**Exercise brief**
Retype each of the entries below exactly as written.

-- Data to process follows --

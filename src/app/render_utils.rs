use eframe::egui::{Color32, Painter, Pos2, Rect, Vec2, pos2};
use orbit_graph::NodeKind;

const MIN_ZOOM: f32 = 0.2;
const MAX_ZOOM: f32 = 4.0;
const HOVER_LIGHTEN: f32 = 0.35;

/// Maps layout coordinates (origin at the viewport center) onto the panel.
#[derive(Clone, Copy, Debug, PartialEq)]
pub(super) struct Camera {
    pub pan: Vec2,
    pub zoom: f32,
}

impl Default for Camera {
    fn default() -> Self {
        Self {
            pan: Vec2::ZERO,
            zoom: 1.0,
        }
    }
}

impl Camera {
    pub fn to_screen(self, rect: Rect, world: Vec2) -> Pos2 {
        rect.center() + self.pan + world * self.zoom
    }

    pub fn to_world(self, rect: Rect, screen: Pos2) -> Vec2 {
        (screen - rect.center() - self.pan) / self.zoom
    }

    /// Scales by `factor`, keeping the layout point under `anchor` in place.
    pub fn zoom_about(&mut self, rect: Rect, anchor: Pos2, factor: f32) {
        let fixed = self.to_world(rect, anchor);
        self.zoom = (self.zoom * factor).clamp(MIN_ZOOM, MAX_ZOOM);
        self.pan = anchor - rect.center() - fixed * self.zoom;
    }

    pub fn body_radius(self, base: f32) -> f32 {
        (base * self.zoom.powf(0.4)).clamp(3.0, 40.0)
    }
}

pub(super) fn body_color(kind: NodeKind, is_center: bool, hovered: bool) -> Color32 {
    let color = match kind {
        _ if is_center => Color32::from_rgb(245, 206, 93),
        NodeKind::Fact => Color32::from_rgb(103, 196, 255),
        NodeKind::Projection => Color32::from_rgb(246, 137, 92),
    };
    if hovered {
        color.lerp_to_gamma(Color32::WHITE, HOVER_LIGHTEN)
    } else {
        color
    }
}

/// Dot lattice anchored at the layout origin, so panning and zooming read
/// as camera motion even when no body is on screen.
pub(super) fn draw_backdrop(painter: &Painter, rect: Rect, camera: Camera) {
    painter.rect_filled(rect, 0.0, Color32::from_rgb(19, 23, 29));

    let spacing = 64.0 * camera.zoom;
    if spacing < 12.0 {
        return;
    }
    let origin = camera.to_screen(rect, Vec2::ZERO);
    let first = pos2(
        rect.left() + (origin.x - rect.left()).rem_euclid(spacing),
        rect.top() + (origin.y - rect.top()).rem_euclid(spacing),
    );
    let dot = Color32::from_rgba_unmultiplied(70, 80, 92, 110);

    let mut y = first.y;
    while y < rect.bottom() {
        let mut x = first.x;
        while x < rect.right() {
            painter.circle_filled(pos2(x, y), 1.2, dot);
            x += spacing;
        }
        y += spacing;
    }
}

pub(super) fn on_screen(rect: Rect, position: Pos2, radius: f32) -> bool {
    rect.expand(radius).contains(position)
}

#[cfg(test)]
mod tests {
    use eframe::egui::vec2;

    use super::*;

    fn panel() -> Rect {
        Rect::from_min_size(pos2(0.0, 40.0), vec2(800.0, 600.0))
    }

    #[test]
    fn zoom_keeps_the_anchored_point_still() {
        let mut camera = Camera {
            pan: vec2(35.0, -20.0),
            zoom: 1.3,
        };
        let anchor = pos2(610.0, 122.0);
        let before = camera.to_world(panel(), anchor);

        camera.zoom_about(panel(), anchor, 1.5);

        assert!((camera.zoom - 1.95).abs() < 1e-5);
        assert!((camera.to_world(panel(), anchor) - before).length() < 1e-3);
        assert!((camera.to_screen(panel(), before) - anchor).length() < 1e-3);
    }

    #[test]
    fn zoom_is_clamped() {
        let mut camera = Camera::default();
        camera.zoom_about(panel(), panel().center(), 100.0);
        assert_eq!(camera.zoom, MAX_ZOOM);
        camera.zoom_about(panel(), panel().center(), 1e-4);
        assert_eq!(camera.zoom, MIN_ZOOM);
        assert_eq!(camera.pan, Vec2::ZERO);
    }

    #[test]
    fn partially_visible_bodies_are_drawn() {
        let rect = panel();
        assert!(on_screen(rect, pos2(-5.0, 300.0), 8.0));
        assert!(!on_screen(rect, pos2(-9.0, 300.0), 8.0));
        assert!(on_screen(rect, rect.center(), 0.0));
    }

    #[test]
    fn hover_lightens_without_changing_the_center_tint() {
        let plain = body_color(NodeKind::Fact, false, false);
        let hovered = body_color(NodeKind::Fact, false, true);
        assert!(hovered.r() > plain.r() && hovered.g() > plain.g());
        assert_eq!(
            body_color(NodeKind::Projection, true, false),
            body_color(NodeKind::Fact, true, false)
        );
    }
}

-- Data to process concluded --

**Response below**
filename src/app/render_utils.rs
use eframe::egui::{Color32, Painter, Pos2, Rect, Vec2, pos2};
use orbit_graph::NodeKind;

const MIN_ZOOM: f32 = 0.2;
const MAX_ZOOM: f32 = 4.0;
const HOVER_LIGHTEN: f32 = 0.35;

/// Maps layout coordinates (origin at the viewport center) onto the panel.
#[derive(Clone, Copy, Debug, PartialEq)]
pub(super) struct Camera {
    pub pan: Vec2,
    pub zoom: f32,
}

impl Default for Camera {
    fn default() -> Self {
        Self {
            pan: Vec2::ZERO,
            zoom: 1.0,
        }
    }
}

impl Camera {
    pub fn to_screen(self, rect: Rect, world: Vec2) -> Pos2 {
        rect.center() + self.pan + world * self.zoom
    }

    pub fn to_world(self, rect: Rect, screen: Pos2) -> Vec2 {
        (screen - rect.center() - self.pan) / self.zoom
    }

    /// Scales by `factor`, keeping the layout point under `anchor` in place.
    pub fn zoom_about(&mut self, rect: Rect, anchor: Pos2, factor: f32) {
        let fixed = self.to_world(rect, anchor);
        self.zoom = (self.zoom * factor).clamp(MIN_ZOOM, MAX_ZOOM);
        self.pan = anchor - rect.center() - fixed * self.zoom;
    }

    pub fn body_radius(self, base: f32) -> f32 {
        (base * self.zoom.powf(0.4)).clamp(3.0, 40.0)
    }
}

pub(super) fn body_color(kind: NodeKind, is_center: bool, hovered: bool) -> Color32 {
    let color = match kind {
        _ if is_center => Color32::from_rgb(245, 206, 93),
        NodeKind::Fact => Color32::from_rgb(103, 196, 255),
        NodeKind::Projection => Color32::from_rgb(246, 137, 92),
    };
    if hovered {
        color.lerp_to_gamma(Color32::WHITE, HOVER_LIGHTEN)
    } else {
        color
    }
}

/// Dot lattice anchored at the layout origin, so panning and zooming read
/// as camera motion even when no body is on screen.
pub(super) fn draw_backdrop(painter: &Painter, rect: Rect, camera: Camera) {
    painter.rect_filled(rect, 0.0, Color32::from_rgb(19, 23, 29));

    let spacing = 64.0 * camera.zoom;
    if spacing < 12.0 {
        return;
    }
    let origin = camera.to_screen(rect, Vec2::ZERO);
    let first = pos2(
        rect.left() + (origin.x - rect.left()).rem_euclid(spacing),
        rect.top() + (origin.y - rect.top()).rem_euclid(spacing),
    );
    let dot = Color32::from_rgba_unmultiplied(70, 80, 92, 110);

    let mut y = first.y;
    while y < rect.bottom() {
        let mut x = first.x;
        while x < rect.right() {
            painter.circle_filled(pos2(x, y), 1.2, dot);
            x += spacing;
        }
        y += spacing;
    }
}

pub(super) fn on_screen(rect: Rect, position: Pos2, radius: f32) -> bool {
    rect.expand(radius).contains(position)
}

#[cfg(test)]
mod tests {
    use eframe::egui::vec2;

    use super::*;

    fn panel() -> Rect {
        Rect::from_min_size(pos2(0.0, 40.0), vec2(800.0, 600.0))
    }

    #[test]
    fn zoom_keeps_the_anchored_point_still() {
        let mut camera = Camera {
            pan: vec2(35.0, -20.0),
            zoom: 1.3,
        };
        let anchor = pos2(610.0, 122.0);
        let before = camera.to_world(panel(), anchor);

        camera.zoom_about(panel(), anchor, 1.5);

        assert!((camera.zoom - 1.95).abs() < 1e-5);
        assert!((camera.to_world(panel(), anchor) - before).length() < 1e-3);
        assert!((camera.to_screen(panel(), before) - anchor).length() < 1e-3);
    }

    #[test]
    fn zoom_is_clamped() {
        let mut camera = Camera::default();
        camera.zoom_about(panel(), panel().center(), 100.0);
        assert_eq!(camera.zoom, MAX_ZOOM);
        camera.zoom_about(panel(), panel().center(), 1e-4);
        assert_eq!(camera.zoom, MIN_ZOOM);
        assert_eq!(camera.pan, Vec2::ZERO);
    }

    #[test]
    fn partially_visible_bodies_are_drawn() {
        let rect = panel();
        assert!(on_screen(rect, pos2(-5.0, 300.0), 8.0));
        assert!(!on_screen(rect, pos2(-9.0, 300.0), 8.0));
        assert!(on_screen(rect, rect.center(), 0.0));
    }

    #[test]
    fn hover_lightens_without_changing_the_center_tint() {
        let plain = body_color(NodeKind::Fact, false, false);
        let hovered = body_color(NodeKind::Fact, false, true);
        assert!(hovered.r() > plain.r() && hovered.g() > plain.g());
        assert_eq!(
            body_color(NodeKind::Projection, true, false),
            body_color(NodeKind::Fact, true, false)
        );
    }
}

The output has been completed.